Он разгонял узкой ладонью плотный сизый дым, прятал в горсти папиросу и строгим голосом спрашивал:

– Как успехи, студент?

Мне нравилось, что он называет меня студентом, но я упорно отвечал, что никакой я не студент, а учусь в школе, в четвёртом «А».

– Не беда, подрастёшь, поступишь в институт и станешь студентом. Главное – учись прилежно.

Он глубоко затягивался, так что почти уснувший огонёк его папиросы ало вспыхивал, быстро добегая до края ловко переломленной гильзы, и уголком рта выпускал дым куда-то себе под мышку. Откашливался, хмурился и, глядя на стену с облупленной синей краской, исписанную ругательствами и признаниями в любви, ни к кому не обращаясь, сурово изрекал какую-нибудь сентенцию:

– Друг не тот, кто с тобой водки вмажет, а тот, кто от ментов отмажет, – и отрешённо о чём-то задумывался.
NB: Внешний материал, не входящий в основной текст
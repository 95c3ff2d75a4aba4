use actix_web::http::{header, StatusCode};
use actix_web::{test, web, App};
use serde_json::{json, Value};

use timetable_maker::web::{configure, AppState, WARNINGS_HEADER};
use timetable_maker::AppConfig;

fn full_week() -> Value {
    let mut classes = json!({});
    for n in 1..=8 {
        classes[n.to_string()] = json!({
            "name": format!("Class {}", n),
            "room": format!("Room {}", n),
            "teacher": format!("Teacher {}", n)
        });
    }
    classes
}

macro_rules! app {
    () => {
        test::init_service(
            App::new()
                .app_data(web::Data::new(AppState::new(AppConfig::default())))
                .configure(configure),
        )
        .await
    };
}

#[actix_web::test]
async fn index_serves_the_form() {
    let app = app!();
    let resp = test::call_service(&app, test::TestRequest::get().uri("/").to_request()).await;
    assert_eq!(resp.status(), StatusCode::OK);

    let body = test::read_body(resp).await;
    assert!(std::str::from_utf8(&body).unwrap().contains("scheduleForm"));
}

#[actix_web::test]
async fn form_post_renders_responsive_svg() {
    let app = app!();
    let classes = full_week().to_string();
    let req = test::TestRequest::post()
        .uri("/generate")
        .set_form([("title", "My Week"), ("free_period_name", "Free"), ("classes", classes.as_str())])
        .to_request();

    let resp = test::call_service(&app, req).await;
    assert_eq!(resp.status(), StatusCode::OK);
    assert_eq!(resp.headers().get(header::CONTENT_TYPE).unwrap(), "image/svg+xml");

    let body = test::read_body(resp).await;
    let svg = std::str::from_utf8(&body).unwrap();
    assert!(svg.contains(r#"width="100%""#));
    assert!(svg.contains(">My Week</text>"));
}

#[actix_web::test]
async fn get_generate_redirects_home() {
    let app = app!();
    let resp = test::call_service(&app, test::TestRequest::get().uri("/generate").to_request()).await;
    assert_eq!(resp.status(), StatusCode::FOUND);
    assert_eq!(resp.headers().get(header::LOCATION).unwrap(), "/");
}

#[actix_web::test]
async fn form_with_bad_json_is_rejected() {
    let app = app!();
    let req = test::TestRequest::post()
        .uri("/generate")
        .set_form([("classes", "{not json")])
        .to_request();

    let resp = test::call_service(&app, req).await;
    assert_eq!(resp.status(), StatusCode::BAD_REQUEST);
    let body: Value = test::read_body_json(resp).await;
    assert_eq!(body["kind"], "invalid_json");
}

#[actix_web::test]
async fn api_generate_reports_warning_count() {
    let app = app!();
    let mut classes = full_week();
    classes["2"] = json!({"name": ["Latin", "Greek"], "room": ["12"], "teacher": ["A", "B"]});

    let req = test::TestRequest::post()
        .uri("/api/generate")
        .set_json(json!({"classes": classes}))
        .to_request();
    let resp = test::call_service(&app, req).await;

    assert_eq!(resp.status(), StatusCode::OK);
    assert_eq!(resp.headers().get(WARNINGS_HEADER).unwrap(), "1");
    let body = test::read_body(resp).await;
    assert!(std::str::from_utf8(&body).unwrap().contains(r#"width="3165""#));
}

#[actix_web::test]
async fn api_generate_validation_error_is_422() {
    let app = app!();
    let req = test::TestRequest::post()
        .uri("/api/generate")
        .set_json(json!({"classes": {"1": {"name": "Only one"}}}))
        .to_request();
    let resp = test::call_service(&app, req).await;

    assert_eq!(resp.status(), StatusCode::UNPROCESSABLE_ENTITY);
    let body: Value = test::read_body_json(resp).await;
    assert_eq!(body["success"], false);
    assert_eq!(body["kind"], "too_many_empty_periods");
}

#[actix_web::test]
async fn api_generate_bad_key_is_422() {
    let app = app!();
    let mut classes = full_week();
    classes["lunch"] = json!({"name": "Pizza"});
    let req = test::TestRequest::post()
        .uri("/api/generate")
        .set_json(json!({"classes": classes}))
        .to_request();
    let resp = test::call_service(&app, req).await;

    assert_eq!(resp.status(), StatusCode::UNPROCESSABLE_ENTITY);
    let body: Value = test::read_body_json(resp).await;
    assert_eq!(body["kind"], "invalid_period_key");
}

#[actix_web::test]
async fn api_generate_control_character_is_500() {
    let app = app!();
    let mut classes = full_week();
    classes["4"] = json!({"name": "Bell\u{7}Choir"});
    let req = test::TestRequest::post()
        .uri("/api/generate")
        .set_json(json!({"classes": classes}))
        .to_request();
    let resp = test::call_service(&app, req).await;

    assert_eq!(resp.status(), StatusCode::INTERNAL_SERVER_ERROR);
    let body: Value = test::read_body_json(resp).await;
    assert_eq!(body["kind"], "unsupported_character");
}

#[actix_web::test]
async fn api_generate_malformed_body_is_400() {
    let app = app!();
    let req = test::TestRequest::post()
        .uri("/api/generate")
        .insert_header((header::CONTENT_TYPE, "application/json"))
        .set_payload("{\"classes\": ")
        .to_request();
    let resp = test::call_service(&app, req).await;

    assert_eq!(resp.status(), StatusCode::BAD_REQUEST);
    let body: Value = test::read_body_json(resp).await;
    assert_eq!(body["kind"], "invalid_json");
}

#[actix_web::test]
async fn import_events_formats_calendar() {
    let app = app!();
    let req = test::TestRequest::post()
        .uri("/api/import_events")
        .set_json(json!({"events": [
            {"summary": "US History - 5* Block 5", "location": "20"},
            {"summary": "Graphic Design - 6 Block 6", "location": "214"},
            {"summary": "Assembly"}
        ]}))
        .to_request();
    let body: Value = test::call_and_read_body_json(&app, req).await;

    assert_eq!(body["schedule"]["5"]["name"], json!(["Foundations"]));
    assert_eq!(body["schedule"]["5"]["room"], json!(["VASC 20"]));
    assert_eq!(body["schedule"]["6"]["room"], json!(["USQuad 214"]));
    assert_eq!(body["unrecognized"], json!(["Assembly"]));
}

#[actix_web::test]
async fn defaults_prefill_the_form() {
    let app = app!();
    let req = test::TestRequest::get().uri("/api/defaults").to_request();
    let body: Value = test::call_and_read_body_json(&app, req).await;

    assert_eq!(body["title"], "Upper School Timetable");
    assert_eq!(body["free_period_name"], "Study Period");
    assert_eq!(body["classes"]["1"], "Class 1");
    assert_eq!(body["rooms"]["8"], "Room 8");
    assert_eq!(body["teachers"]["3"], "Teacher 3");
}
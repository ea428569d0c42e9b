use std::cell::Cell;

thread_local! {
    /// The number of descriptors deallocated by the current thread.
    pub(crate) static DEALLOCATED: Cell<usize> = const { Cell::new(0) };
}

#[cfg(feature = "loom")]
mod models;
//! Memory that lock-free readers of an atomic cell may still be looking at is handed to the
//! epoch-based reclaimer of [`sdd`], and freed once every [`Guard`] that could have observed it
//! is dropped.

use std::ptr::NonNull;

use sdd::Guard;

/// [`Retired`] is a pointer waiting to be reclaimed.
struct Retired<P> {
    ptr: NonNull<P>,
    reclaim: unsafe fn(NonNull<P>),
}

impl<P> Retired<P> {
    #[inline]
    unsafe fn reclaim(self) {
        unsafe {
            (self.reclaim)(self.ptr);
        }
    }
}

// The pointer is exclusively owned by the retired instance.
unsafe impl<P> Send for Retired<P> {}

/// Reclaims `ptr` after every [`Guard`] alive at the moment is dropped.
///
/// # Safety
///
/// `ptr` must be unreachable for readers that have not pinned a [`Guard`] yet, and `reclaim`
/// must be safe to call on it exactly once.
#[inline]
pub(super) unsafe fn defer<P: 'static>(ptr: NonNull<P>, reclaim: unsafe fn(NonNull<P>)) {
    unsafe {
        defer_in(&Guard::new(), ptr, reclaim);
    }
}

/// Reclaims `ptr` through an existing [`Guard`].
///
/// # Safety
///
/// See [`defer`].
#[inline]
pub(super) unsafe fn defer_in<P: 'static>(
    guard: &Guard,
    ptr: NonNull<P>,
    reclaim: unsafe fn(NonNull<P>),
) {
    let retired = Retired { ptr, reclaim };
    guard.defer_execute(move || unsafe { retired.reclaim() });
}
Но мгновение спустя, будто очнувшись, бросал потухшую папиросу в стоявшую в углу пол-литровую полную окурков грязную стеклянную банку из-под маринованных огурцов и сипло устало говорил:

– Ладно, студент, ступай, мамка, небось, заждалась. Мать – святое дело.

Учуяв от меня запах дыма, мама ругалась: «Табачищем-то как несёт, опять этот уголовник в подъезде смолит. И когда это прекратится? В милицию, что ли, на него заявить? Будь с ним, пожалуйста, Вадик, осторожен».

В доме многие его так звали: «этот уголовник». Тётя Зина, судача вечерами на лавочке со своими товарками, рассказывала, что первый раз он сел по малолетке за хулиганство, а второй – уже за что-то серьёзное, то ли покалечил кого-то в драке, то ли убил, вроде из-за девчонки, и сел надолго. «Мать его не дождалась, умерла, бедная, с горя, хорошая была женщина, светлая ей память».